La légende dorée de Jacques de Voragine

Un copiste, d'après une représentation du IXe siècle.
Un copiste, d’après une représentation du IXe siècle.

Parce qu’il s’agit d’une "légende", on a trop souvent tendance à croire que l’œuvre de Jacques de Voragine est à prendre avec précaution, pour ne pas dire à mettre en doute. En réalité, le terme de "légende" n’a strictement rien à voir avec le sens qu’on lui connaît maintenant : au Moyen Âge, il désignait les recueils de textes courts destinés au peuple des fidèles chrétiens et qui relataient des vies de saints.
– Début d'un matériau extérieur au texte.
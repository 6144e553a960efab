//! Collaborators a simulator node hands its output to.
//!
//! Hosts plug in whatever transport they have; bounded and unbounded tokio
//! mpsc senders work out of the box. All sinks are synchronous: the
//! emission cycle never awaits its consumers.

use devsim_core::{DebugMessage, NodeStatus, OutboundMessage};
use tokio::sync::mpsc;

/// Why a sink refused a value.
#[derive(Debug, Clone, Copy, PartialEq, Eq, thiserror::Error)]
pub enum SinkError {
    #[error("sink is full")]
    Full,
    #[error("sink is closed")]
    Closed,
}

impl<T> From<mpsc::error::TrySendError<T>> for SinkError {
    fn from(err: mpsc::error::TrySendError<T>) -> Self {
        match err {
            mpsc::error::TrySendError::Full(_) => Self::Full,
            mpsc::error::TrySendError::Closed(_) => Self::Closed,
        }
    }
}

/// Downstream consumer of emitted messages.
pub trait EmitSink: Send + Sync {
    /// Hands one message downstream.
    ///
    /// # Errors
    ///
    /// Returns a [`SinkError`] when the message could not be delivered.
    fn emit(&self, message: OutboundMessage) -> Result<(), SinkError>;
}

/// Receiver of status updates. Delivery is best effort.
pub trait StatusSink: Send + Sync {
    /// Publishes one status update.
    fn report(&self, status: NodeStatus);
}

/// Side channel that mirrors emissions while debug mode is active.
/// Delivery is best effort.
pub trait DebugSink: Send + Sync {
    /// Publishes one mirrored emission.
    fn publish(&self, message: DebugMessage);
}

impl EmitSink for mpsc::Sender<OutboundMessage> {
    fn emit(&self, message: OutboundMessage) -> Result<(), SinkError> {
        self.try_send(message).map_err(SinkError::from)
    }
}

impl EmitSink for mpsc::UnboundedSender<OutboundMessage> {
    fn emit(&self, message: OutboundMessage) -> Result<(), SinkError> {
        self.send(message).map_err(|_| SinkError::Closed)
    }
}

impl StatusSink for mpsc::Sender<NodeStatus> {
    fn report(&self, status: NodeStatus) {
        let _ = self.try_send(status);
    }
}

impl StatusSink for mpsc::UnboundedSender<NodeStatus> {
    fn report(&self, status: NodeStatus) {
        let _ = self.send(status);
    }
}

impl DebugSink for mpsc::Sender<DebugMessage> {
    fn publish(&self, message: DebugMessage) {
        let _ = self.try_send(message);
    }
}

impl DebugSink for mpsc::UnboundedSender<DebugMessage> {
    fn publish(&self, message: DebugMessage) {
        let _ = self.send(message);
    }
}

/// Status sink that discards every update.
#[derive(Debug, Clone, Copy, Default)]
pub struct NoopStatusSink;

impl StatusSink for NoopStatusSink {
    fn report(&self, _status: NodeStatus) {}
}

/// Debug sink for hosts without a debug channel.
#[derive(Debug, Clone, Copy, Default)]
pub struct NoopDebugSink;

impl DebugSink for NoopDebugSink {
    fn publish(&self, _message: DebugMessage) {}
}

#[cfg(test)]
mod tests {
    use devsim_core::Payload;

    use super::*;

    fn message() -> OutboundMessage {
        OutboundMessage {
            topic: "t".to_string(),
            payload: Payload::default(),
        }
    }

    #[test]
    fn bounded_sender_reports_full_and_closed() {
        let (tx, rx) = mpsc::channel::<OutboundMessage>(1);
        assert_eq!(tx.emit(message()), Ok(()));
        assert_eq!(tx.emit(message()), Err(SinkError::Full));
        drop(rx);
        assert_eq!(tx.emit(message()), Err(SinkError::Closed));
    }

    #[test]
    fn unbounded_sender_reports_closed() {
        let (tx, mut rx) = mpsc::unbounded_channel::<OutboundMessage>();
        assert_eq!(tx.emit(message()), Ok(()));
        assert_eq!(rx.try_recv().unwrap(), message());
        drop(rx);
        assert_eq!(tx.emit(message()), Err(SinkError::Closed));
    }

    #[test]
    fn status_sink_ignores_closed_receiver() {
        let (tx, rx) = mpsc::unbounded_channel::<NodeStatus>();
        drop(rx);
        tx.report(NodeStatus::Starting);
    }
}
//! Change gating: decide whether a freshly built payload is worth emitting.

use serde_json::Value;

use crate::numeric::values_equal;
use crate::types::{FieldRule, Payload};

/// Returns true when `next` should be emitted given the last emitted payload.
///
/// With no enabled trigger rules every payload is emitted. Otherwise at
/// least one trigger field must differ from `last`. Numbers compare by
/// value, nested values structurally; a key absent from both payloads counts
/// as unchanged.
#[must_use]
pub fn should_emit(next: &Payload, last: &Payload, rules: &[FieldRule]) -> bool {
    let mut triggers = rules.iter().filter(|r| r.is_trigger()).peekable();
    if triggers.peek().is_none() {
        return true;
    }
    triggers.any(|rule| field_changed(next.get(&rule.key), last.get(&rule.key)))
}

fn field_changed(next: Option<&Value>, last: Option<&Value>) -> bool {
    match (next, last) {
        (Some(a), Some(b)) => !values_equal(a, b),
        (None, None) => false,
        _ => true,
    }
}

#[cfg(test)]
mod tests {
    use serde_json::json;

    use super::*;
    use crate::types::Template;

    fn payload(value: serde_json::Value) -> Payload {
        let template: Template = serde_json::from_value(value).unwrap();
        template.to_payload()
    }

    #[test]
    fn no_trigger_rules_always_emits() {
        let same = payload(json!({ "temp": 20 }));
        assert!(should_emit(&same, &same, &[]));

        let rules = [FieldRule::ranged("temp", 0.0, 1.0)];
        assert!(should_emit(&same, &same, &rules));
    }

    #[test]
    fn disabled_trigger_rules_do_not_gate() {
        let same = payload(json!({ "temp": 20 }));
        let rules = [FieldRule::ranged("temp", 0.0, 1.0).triggering().disabled()];
        assert!(should_emit(&same, &same, &rules));
    }

    #[test]
    fn unchanged_trigger_fields_suppress() {
        let last = payload(json!({ "temp": 10, "hum": 40 }));
        let next = payload(json!({ "temp": 10.0, "hum": 55 }));
        let rules = [
            FieldRule::ranged("temp", 10.0, 10.0).triggering(),
            FieldRule::ranged("hum", 0.0, 100.0),
        ];
        assert!(!should_emit(&next, &last, &rules));
    }

    #[test]
    fn any_changed_trigger_field_emits() {
        let last = payload(json!({ "temp": 10, "hum": 40 }));
        let next = payload(json!({ "temp": 10, "hum": 41 }));
        let rules = [
            FieldRule::ranged("temp", 10.0, 10.0).triggering(),
            FieldRule::ranged("hum", 0.0, 100.0).triggering(),
        ];
        assert!(should_emit(&next, &last, &rules));
    }

    #[test]
    fn missing_on_one_side_counts_as_change() {
        let last = payload(json!({}));
        let next = payload(json!({ "temp": 10 }));
        let rules = [FieldRule::ranged("temp", 10.0, 10.0).triggering()];
        assert!(should_emit(&next, &last, &rules));
        assert!(should_emit(&last, &next, &rules));
    }

    #[test]
    fn missing_on_both_sides_is_unchanged() {
        let empty = payload(json!({}));
        let rules = [FieldRule::ranged("temp", 10.0, 10.0).triggering()];
        assert!(!should_emit(&empty, &empty, &rules));
    }

    #[test]
    fn non_numeric_values_compare_by_value() {
        let last = payload(json!({ "state": "on", "cfg": { "a": 1 } }));
        let same = payload(json!({ "state": "on", "cfg": { "a": 1 } }));
        let changed = payload(json!({ "state": "off", "cfg": { "a": 1 } }));
        let rules = [
            FieldRule::ranged("state", 0.0, 0.0).triggering(),
            FieldRule::ranged("cfg", 0.0, 0.0).triggering(),
        ];
        assert!(!should_emit(&same, &last, &rules));
        assert!(should_emit(&changed, &last, &rules));
    }
}
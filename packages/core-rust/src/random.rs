//! Pseudo-random sampling with an injectable source.
//!
//! Every random draw in the simulator goes through [`RandomSource`], so tests
//! can pin values exactly (a constant source) or reproduce a sequence (a
//! seeded source) without touching the sampling arithmetic.

use rand::rngs::StdRng;
use rand::{Rng, SeedableRng};

/// Number of decimal places kept by [`sample`].
pub const SAMPLE_PRECISION: f64 = 1000.0;

/// Abstraction over the uniform random generator for dependency injection.
pub trait RandomSource: Send {
    /// Returns a value uniformly distributed in `[0, 1)`.
    fn next_unit(&mut self) -> f64;
}

/// Thread-local, OS-seeded generator used in production.
///
/// Holds no state itself: `rand::rng()` is looked up per draw so the source
/// stays `Send` and can move into a scheduler task.
#[derive(Debug, Clone, Copy, Default)]
pub struct ThreadRandom;

impl RandomSource for ThreadRandom {
    fn next_unit(&mut self) -> f64 {
        rand::rng().random::<f64>()
    }
}

/// Deterministic generator for reproducible runs.
#[derive(Debug, Clone)]
pub struct SeededRandom {
    rng: StdRng,
}

impl SeededRandom {
    /// Creates a generator whose sequence is fully determined by `seed`.
    #[must_use]
    pub fn new(seed: u64) -> Self {
        Self {
            rng: StdRng::seed_from_u64(seed),
        }
    }
}

impl RandomSource for SeededRandom {
    fn next_unit(&mut self) -> f64 {
        self.rng.random::<f64>()
    }
}

/// Source that always returns the same unit value. Clamped into `[0, 1)`.
#[derive(Debug, Clone, Copy)]
pub struct ConstantRandom(pub f64);

impl RandomSource for ConstantRandom {
    fn next_unit(&mut self) -> f64 {
        self.0.clamp(0.0, 1.0 - f64::EPSILON)
    }
}

/// Draws a value uniformly from `[min, max]`, rounded to three decimals.
///
/// `min > max` is accepted and simply yields a value between `max` and `min`.
/// Rounding is half-up (`x.5` rounds toward positive infinity).
pub fn sample(rng: &mut dyn RandomSource, min: f64, max: f64) -> f64 {
    let raw = rng.next_unit() * (max - min) + min;
    round_to_precision(raw)
}

/// Rounds half-up to [`SAMPLE_PRECISION`].
#[must_use]
pub fn round_to_precision(value: f64) -> f64 {
    (value * SAMPLE_PRECISION + 0.5).floor() / SAMPLE_PRECISION
}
La "Legenda sanctorum alias Lombardica hystoria" ou "Legenda aurea" -Légende dorée- fut composée vers 1261-1266 par un dominicain, Jacques dit de Voragine dont on sait qu’il finira archevêque de Gênes, cité dans laquelle il décédera en 1298. Elle s’inscrit dans la volonté des ordres nouveaux de l’époque, l’ordre dominicain et l’ordre franciscain, de mettre la vie des saints, modèles pour le chrétien, à la portée de tous. C’est ce que tentaient de faire les légendiers et ce que fera la Légende dorée. L’originalité de ce dernier texte, son point fort en quelque sorte, est le souci didactique de l’auteur.